Bonnie Briggs s248_1132@hotmail.com
Tue, 04 Jul 2000 07:52:24 -0700 (PDT)


General
Hi gang,
  Here is another eye-witness account of what happened on June 15th at 
Queen's Park.
Bonnie
______________________________________________________________________
>Please circulate.
>
>
>Who is Policing the Police?
>Who is Policing the Police?
>Who is Policing the Police?
>
>
>By Debi Brock
>
>
>Policing is and always has been a para-military form of organization.

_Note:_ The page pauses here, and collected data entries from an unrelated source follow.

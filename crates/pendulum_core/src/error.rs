use std::path::PathBuf;

use thiserror::Error;

use crate::driver::DriverState;

/// Failure of a single stepper invocation. The adaptive driver treats these as a signal
/// to halve the step and retry.
#[derive(Debug, Clone, Copy, PartialEq, Error)]
pub enum StepError {
    #[error("Newton iteration did not converge after {iterations} iterations")]
    NewtonDiverged { iterations: usize },
    #[error("iteration matrix is singular")]
    SingularMatrix,
    #[error("stepper produced a non-finite state")]
    NonFinite,
}

/// Errors raised while loading or deriving a configuration. None of them touch the
/// previously active configuration.
#[derive(Debug, Error)]
pub enum ConfigError {
    #[error("cannot read configuration {path}: {source}")]
    Io {
        path: PathBuf,
        #[source]
        source: std::io::Error,
    },
    #[error("cannot parse configuration: {0}")]
    Parse(#[from] toml::de::Error),
    #[error("parameter `{field}` is NaN")]
    NotANumber { field: &'static str },
    #[error("parameter `{field}` is an empty string")]
    EmptyField { field: &'static str },
    #[error("unknown stepper `{0}` (expected one of rk4, rkf45, rk8pd, adams)")]
    UnknownStepper(String),
    #[error("parameter `{field}` is invalid: {reason}")]
    Invalid {
        field: &'static str,
        reason: &'static str,
    },
    #[error("derived quantity `{quantity}` is not finite and positive")]
    NonFiniteDerived { quantity: &'static str },
}

/// The driver's local result type: allocation failures are fatal to the run attempt,
/// step failures end the current run only.
#[derive(Debug, Clone, PartialEq, Error)]
pub enum SolverError {
    #[error("solver allocation failed: {0}")]
    Allocation(String),
    #[error("step failed at t = {t}: {reason}")]
    StepFailed { t: f64, reason: String },
    #[error("cannot {operation} while the driver is {state:?}")]
    InvalidState {
        state: DriverState,
        operation: &'static str,
    },
}

impl SolverError {
    /// Allocation and setup failures happen before the first step.
    pub fn is_allocation(&self) -> bool {
        matches!(self, SolverError::Allocation(_))
    }
}

/// Errors ending a call to `Simulation::setup_and_run`.
#[derive(Debug, Error)]
pub enum RunError {
    #[error("magnet: {0}")]
    Hardware(String),
    #[error("renderer: {0}")]
    Render(String),
    #[error(transparent)]
    Solver(#[from] SolverError),
}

>However, police practices have become noticeably less restrained since
>the election of the Harris government.  Conservative ideologies and
>policies have stripped basic rights from tenants, workers, and the poor,
>while creating zero tolerance policies and boot camps which focus on
>punishment, and ignore the social causes of crime.  At its annual
>meeting this week, the Ontario Association of Chiefs of Police is
>proposing that civilian investigators from the Special Investigations
>Unit (whose task it is to investigate police conduct) be replaced by
>police officers.  Now that a government is in power which lacks the most
>basic understanding of political rights and favours authoritarian forms
>of governing, who is policing the police?
>
>It is not only in Ontario that police power is expanding.  Former New
>York City Mayor Randolph Giuliani’s clean up campaign has been lauded on
>both sides of the border for its ‘get tough on crime’ successes, despite
>accusations of brutality on the part of the NYPD. And last week, the
>federal liberal government tabled a Bill that would allow police forces
>across Canada greater latitude in breaking the law in the line of duty.
>
>The policing of public demonstrations has also rapidly changed.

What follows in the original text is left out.